Median Time Between 9-1-1 Call and OHCA Recognition <60 seconds Median Time Between 9-1-1 Call and First T-CPR Directed Compression <90 seconds
- Perform Perfect CPR. Delivery of oxygen to vital tissues during cardiac arrest depends on uninterrupted and high-quality CPR. Even small imperfections to CPR may lead to worsened blood flow and deceased likelihood of survival. The five main components of high-quality CPR are:
Chest compression fraction CCF>80% Chest compression rate 100 to 120/min Chest compression depth ≥2 inches to 2.5 inches Chest recoil Complete Recoil; no residual leaning Ventilation 10 breaths per minute w/ minimal chest rise
- Prevent Skill Decay. Even in the largest EMS systems, most 911 individual telecommunicators and EMS providers participate in relatively few cardiac arrests per year. Many responders usually participate in resuscitation training every two years. When they train, the training may lack measurement, feedback and the opportunity to improve. Infrequent practice leads to skill decay and increased risk of sub-optimal care to patients. One can only be prepared to handle high-stakes/low-frequency calls through commitment to train with high-frequency in small doses.

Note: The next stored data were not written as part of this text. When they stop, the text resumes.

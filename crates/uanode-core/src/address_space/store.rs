// SPDX-License-Identifier: PolyForm-Noncommercial-1.0.0
// Copyright (c) 2025 Sylvex. All rights reserved.

//! The node store.
//!
//! A [`NodeStore`] is built once through `&mut self` calls and then shared
//! behind an `Arc`. After construction the node map is never mutated, so
//! lookups take no lock at all. Only variable values change, each behind the
//! lock owned by its accessor.

use std::collections::HashMap;
use std::sync::Arc;
use std::time::Duration;

use thiserror::Error;

use super::accessor::ValueAccessor;
use super::node::{Node, ParentRef, ReferenceDescription, ReferenceType, VariableAttributes};
use crate::status::StatusCode;
use crate::types::{AccessLevel, AttributeId, DataType, NodeId};
use crate::variant::{DataValue, Variant};

/// Actor name recorded for writes made without a session.
pub const LOCAL_ACTOR: &str = "local";

// =============================================================================
// Errors
// =============================================================================

/// Errors raised while building the address space.
#[derive(Debug, Clone, PartialEq, Eq, Error)]
pub enum AddressSpaceError {
    /// The node id is already in use.
    #[error("Node id '{0}' already exists")]
    DuplicateNodeId(NodeId),

    /// The parent does not exist.
    #[error("Parent node '{0}' not found")]
    ParentNotFound(NodeId),

    /// Variables cannot have children.
    #[error("Parent node '{0}' is not an object")]
    ParentNotObject(NodeId),

    /// The accessor returns a value of another type than declared.
    #[error("Node '{node_id}' declares {declared} but its accessor returns {actual}")]
    TypeMismatch {
        /// Node being added.
        node_id: NodeId,
        /// Declared type.
        declared: DataType,
        /// Type returned by the accessor.
        actual: String,
    },

    /// The browse name is empty.
    #[error("Browse name must not be empty")]
    EmptyBrowseName,
}

// =============================================================================
// VariableSpec
// =============================================================================

/// Parameters for [`NodeStore::add_variable`].
#[derive(Debug, Clone)]
pub struct VariableSpec {
    node_id: NodeId,
    browse_name: String,
    data_type: DataType,
    access_level: AccessLevel,
    user_access_level: AccessLevel,
    minimum_sampling_interval: Duration,
    accessor: Arc<dyn ValueAccessor>,
}

impl VariableSpec {
    /// Creates a read-only variable spec with a zero sampling interval.
    pub fn new(
        node_id: NodeId,
        browse_name: impl Into<String>,
        data_type: DataType,
        accessor: Arc<dyn ValueAccessor>,
    ) -> Self {
        Self {
            node_id,
            browse_name: browse_name.into(),
            data_type,
            access_level: AccessLevel::READ_ONLY,
            user_access_level: AccessLevel::READ_ONLY,
            minimum_sampling_interval: Duration::ZERO,
            accessor,
        }
    }

    /// Sets both the current and the user access level.
    pub fn access(mut self, level: AccessLevel) -> Self {
        self.access_level = level;
        self.user_access_level = level;
        self
    }

    /// Sets the user access level alone.
    pub fn user_access(mut self, level: AccessLevel) -> Self {
        self.user_access_level = level;
        self
    }

    /// Sets the advisory minimum sampling interval.
    pub fn minimum_sampling_interval(mut self, interval: Duration) -> Self {
        self.minimum_sampling_interval = interval;
        self
    }
}

// =============================================================================
// NodeStore
// =============================================================================

/// The address space: nodes keyed by id, arranged as a tree under the
/// Objects folder.
#[derive(Debug)]
pub struct NodeStore {
    nodes: HashMap<NodeId, Node>,
    children: HashMap<NodeId, Vec<NodeId>>,
    namespaces: Vec<String>,
}

impl NodeStore {
    /// Creates a store holding the root folder and the Objects folder, with
    /// namespace 0 registered.
    pub fn new() -> Self {
        let mut store = Self {
            nodes: HashMap::new(),
            children: HashMap::new(),
            namespaces: vec!["http://opcfoundation.org/UA/".to_string()],
        };

        let root = NodeId::root_folder();
        store.insert(Node {
            node_id: root.clone(),
            browse_name: "Root".to_string(),
            display_name: "Root".to_string(),
            parent: None,
            is_folder: true,
            variable: None,
        });
        store.insert(Node {
            node_id: NodeId::objects_folder(),
            browse_name: "Objects".to_string(),
            display_name: "Objects".to_string(),
            parent: Some(ParentRef {
                node_id: root,
                reference_type: ReferenceType::Organizes,
            }),
            is_folder: true,
            variable: None,
        });
        store
    }

    /// Registers a namespace URI and returns its index. Registering the same
    /// URI twice returns the existing index.
    pub fn register_namespace(&mut self, uri: impl Into<String>) -> u16 {
        let uri = uri.into();
        if let Some(idx) = self.namespaces.iter().position(|ns| *ns == uri) {
            return idx as u16;
        }
        self.namespaces.push(uri);
        (self.namespaces.len() - 1) as u16
    }

    /// Returns the registered namespace URIs.
    pub fn namespaces(&self) -> &[String] {
        &self.namespaces
    }

    // =========================================================================
    // Construction
    // =========================================================================

    /// Adds an object below `parent` with id `ns=<namespace>;s=<browse_name>`.
    pub fn add_object(
        &mut self,
        parent: &NodeId,
        namespace: u16,
        browse_name: impl Into<String>,
    ) -> Result<NodeId, AddressSpaceError> {
        let browse_name = browse_name.into();
        if browse_name.is_empty() {
            return Err(AddressSpaceError::EmptyBrowseName);
        }
        let node_id = NodeId::string(namespace, browse_name.clone());
        let parent = self.parent_ref(parent, &node_id)?;

        self.insert(Node {
            node_id: node_id.clone(),
            display_name: browse_name.clone(),
            browse_name,
            parent: Some(parent),
            is_folder: false,
            variable: None,
        });
        tracing::debug!(node_id = %node_id, "Object added");
        Ok(node_id)
    }

    /// Adds a variable below `parent`.
    ///
    /// Fails if the id is taken, the parent is missing or is a variable, or
    /// the accessor's current value does not carry the declared type.
    pub fn add_variable(
        &mut self,
        parent: &NodeId,
        spec: VariableSpec,
    ) -> Result<NodeId, AddressSpaceError> {
        if spec.browse_name.is_empty() {
            return Err(AddressSpaceError::EmptyBrowseName);
        }
        let node_id = spec.node_id;
        let parent = self.parent_ref(parent, &node_id)?;

        if let Some(value) = spec.accessor.get().value {
            if value.data_type() != Some(spec.data_type) {
                return Err(AddressSpaceError::TypeMismatch {
                    node_id,
                    declared: spec.data_type,
                    actual: value
                        .data_type()
                        .map_or_else(|| "an empty value".to_string(), |t| t.to_string()),
                });
            }
        }

        self.insert(Node {
            node_id: node_id.clone(),
            display_name: spec.browse_name.clone(),
            browse_name: spec.browse_name,
            parent: Some(parent),
            is_folder: false,
            variable: Some(VariableAttributes {
                data_type: spec.data_type,
                access_level: spec.access_level,
                user_access_level: spec.user_access_level,
                minimum_sampling_interval: spec.minimum_sampling_interval,
                accessor: spec.accessor,
            }),
        });
        tracing::debug!(node_id = %node_id, data_type = %spec.data_type, "Variable added");
        Ok(node_id)
    }

    fn parent_ref(
        &self,
        parent: &NodeId,
        child: &NodeId,
    ) -> Result<ParentRef, AddressSpaceError> {
        if self.nodes.contains_key(child) {
            return Err(AddressSpaceError::DuplicateNodeId(child.clone()));
        }
        let parent_node = self
            .nodes
            .get(parent)
            .ok_or_else(|| AddressSpaceError::ParentNotFound(parent.clone()))?;
        if parent_node.variable.is_some() {
            return Err(AddressSpaceError::ParentNotObject(parent.clone()));
        }
        let reference_type = if parent_node.is_folder {
            ReferenceType::Organizes
        } else {
            ReferenceType::HasComponent
        };
        Ok(ParentRef {
            node_id: parent.clone(),
            reference_type,
        })
    }

    fn insert(&mut self, node: Node) {
        if let Some(parent) = &node.parent {
            self.children
                .entry(parent.node_id.clone())
                .or_default()
                .push(node.node_id.clone());
        }
        self.nodes.insert(node.node_id.clone(), node);
    }

    // =========================================================================
    // Lookup
    // =========================================================================

    /// Looks up a node.
    pub fn resolve(&self, node_id: &NodeId) -> Result<&Node, StatusCode> {
        self.nodes
            .get(node_id)
            .ok_or(StatusCode::BAD_NODE_ID_UNKNOWN)
    }

    /// Returns the number of nodes, including the two folders.
    pub fn len(&self) -> usize {
        self.nodes.len()
    }

    /// Returns `true` if the store holds no nodes. Never the case after
    /// [`NodeStore::new`].
    pub fn is_empty(&self) -> bool {
        self.nodes.is_empty()
    }

    /// Iterates over all variable nodes.
    pub fn variables(&self) -> impl Iterator<Item = &Node> {
        self.nodes.values().filter(|n| n.variable.is_some())
    }

    /// Returns the child references of a node, in insertion order.
    pub fn browse(&self, node_id: &NodeId) -> Result<Vec<ReferenceDescription>, StatusCode> {
        self.resolve(node_id)?;
        let refs = self
            .children
            .get(node_id)
            .into_iter()
            .flatten()
            .filter_map(|child| self.nodes.get(child))
            .filter_map(|child| {
                child.parent.as_ref().map(|p| ReferenceDescription {
                    reference_type: p.reference_type,
                    node_id: child.node_id.clone(),
                    browse_name: child.browse_name.clone(),
                    node_class: child.node_class(),
                })
            })
            .collect();
        Ok(refs)
    }

    // =========================================================================
    // Values
    // =========================================================================

    /// Reads the Value attribute.
    ///
    /// Returns `BadNodeIdUnknown` for unknown ids and `BadAttributeIdInvalid`
    /// for objects.
    pub fn read_value(&self, node_id: &NodeId) -> DataValue {
        match self.resolve(node_id) {
            Ok(node) => match &node.variable {
                Some(var) => var.accessor.get(),
                None => DataValue::bad(StatusCode::BAD_ATTRIBUTE_ID_INVALID),
            },
            Err(status) => DataValue::bad(status),
        }
    }

    /// Reads any supported attribute.
    pub fn read_attribute(&self, node_id: &NodeId, attribute: AttributeId) -> DataValue {
        let node = match self.resolve(node_id) {
            Ok(node) => node,
            Err(status) => return DataValue::bad(status),
        };

        let common = match attribute {
            AttributeId::VALUE => return self.read_value(node_id),
            AttributeId::NODE_ID => Some(Variant::String(node.node_id.to_string())),
            AttributeId::NODE_CLASS => Some(Variant::Int32(node.node_class().value() as i32)),
            AttributeId::BROWSE_NAME => Some(Variant::String(node.browse_name.clone())),
            AttributeId::DISPLAY_NAME => Some(Variant::String(node.display_name.clone())),
            _ => None,
        };
        if let Some(value) = common {
            return DataValue::good(value);
        }

        let Some(var) = &node.variable else {
            return DataValue::bad(StatusCode::BAD_ATTRIBUTE_ID_INVALID);
        };
        let value = match attribute {
            AttributeId::DATA_TYPE => {
                Variant::String(NodeId::numeric(0, var.data_type.type_id()).to_string())
            }
            AttributeId::ACCESS_LEVEL => Variant::Byte(var.access_level.bits()),
            AttributeId::USER_ACCESS_LEVEL => Variant::Byte(var.user_access_level.bits()),
            AttributeId::MINIMUM_SAMPLING_INTERVAL => {
                Variant::Double(var.minimum_sampling_interval.as_millis() as f64)
            }
            _ => return DataValue::bad(StatusCode::BAD_ATTRIBUTE_ID_INVALID),
        };
        DataValue::good(value)
    }

    /// Writes the Value attribute on behalf of [`LOCAL_ACTOR`].
    pub fn write_value(&self, node_id: &NodeId, value: &Variant) -> StatusCode {
        self.write_value_as(LOCAL_ACTOR, node_id, value)
    }

    /// Writes the Value attribute and records an audit entry for `actor`.
    ///
    /// Returns `BadNotWritable` when no setter is bound or the access level
    /// forbids writing. Coercion failures come back as `BadTypeMismatch` or
    /// `BadOutOfRange` and leave the stored value unchanged.
    pub fn write_value_as(&self, actor: &str, node_id: &NodeId, value: &Variant) -> StatusCode {
        let status = match self.resolve(node_id) {
            Ok(node) => match &node.variable {
                Some(var) if !var.accessor.is_settable() || !var.access_level.can_write() => {
                    StatusCode::BAD_NOT_WRITABLE
                }
                Some(var) => var.accessor.set(value),
                None => StatusCode::BAD_ATTRIBUTE_ID_INVALID,
            },
            Err(status) => status,
        };

        if status.is_good() {
            tracing::info!(
                target: "uanode::audit",
                actor,
                node_id = %node_id,
                value = %value,
                "Value written"
            );
        } else {
            tracing::debug!(
                target: "uanode::audit",
                actor,
                node_id = %node_id,
                status = %status,
                "Value write rejected"
            );
        }
        status
    }
}

impl Default for NodeStore {
    fn default() -> Self {
        Self::new()
    }
}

- Support Mastery Learning. The adage “practice makes perfect” is inaccurate and insufficient for our requirements. We should instead prescribe a “perfect practice makes perfect” approach. Perfect practice, when described in an instructional design context, is known as mastery learning. It includes baseline measurement; clear learning objectives, deliberate skills practice focused on reaching the objectives, a minimum passing score and formative evaluation to measure attainment of the minimum standard for mastery.
- Measure Performance and Be Transparent. Performance improvement is an iterative process. There will be advances and setbacks. Commit to measuring performance. Do not let potentially unflattering baseline data or initial results keep you from sharing data organization wide. Remember, you are not committing to baseline performance, you are committing to improving performance. Committing to a regular cadence of communication will help to keep your change initiative front and center in the minds, and hopefully the hearts, of your organization’s members.
You now have a high-level road map for implementing proven strategies for improving cardiac arrest survival. The road to continuous improvement is bumpy, but it is a known route. Deciding to lead your organization down the road of continuous improvement is extremely worthwhile and will mean the difference to a great many of survivors who will return to their family’s loving arms.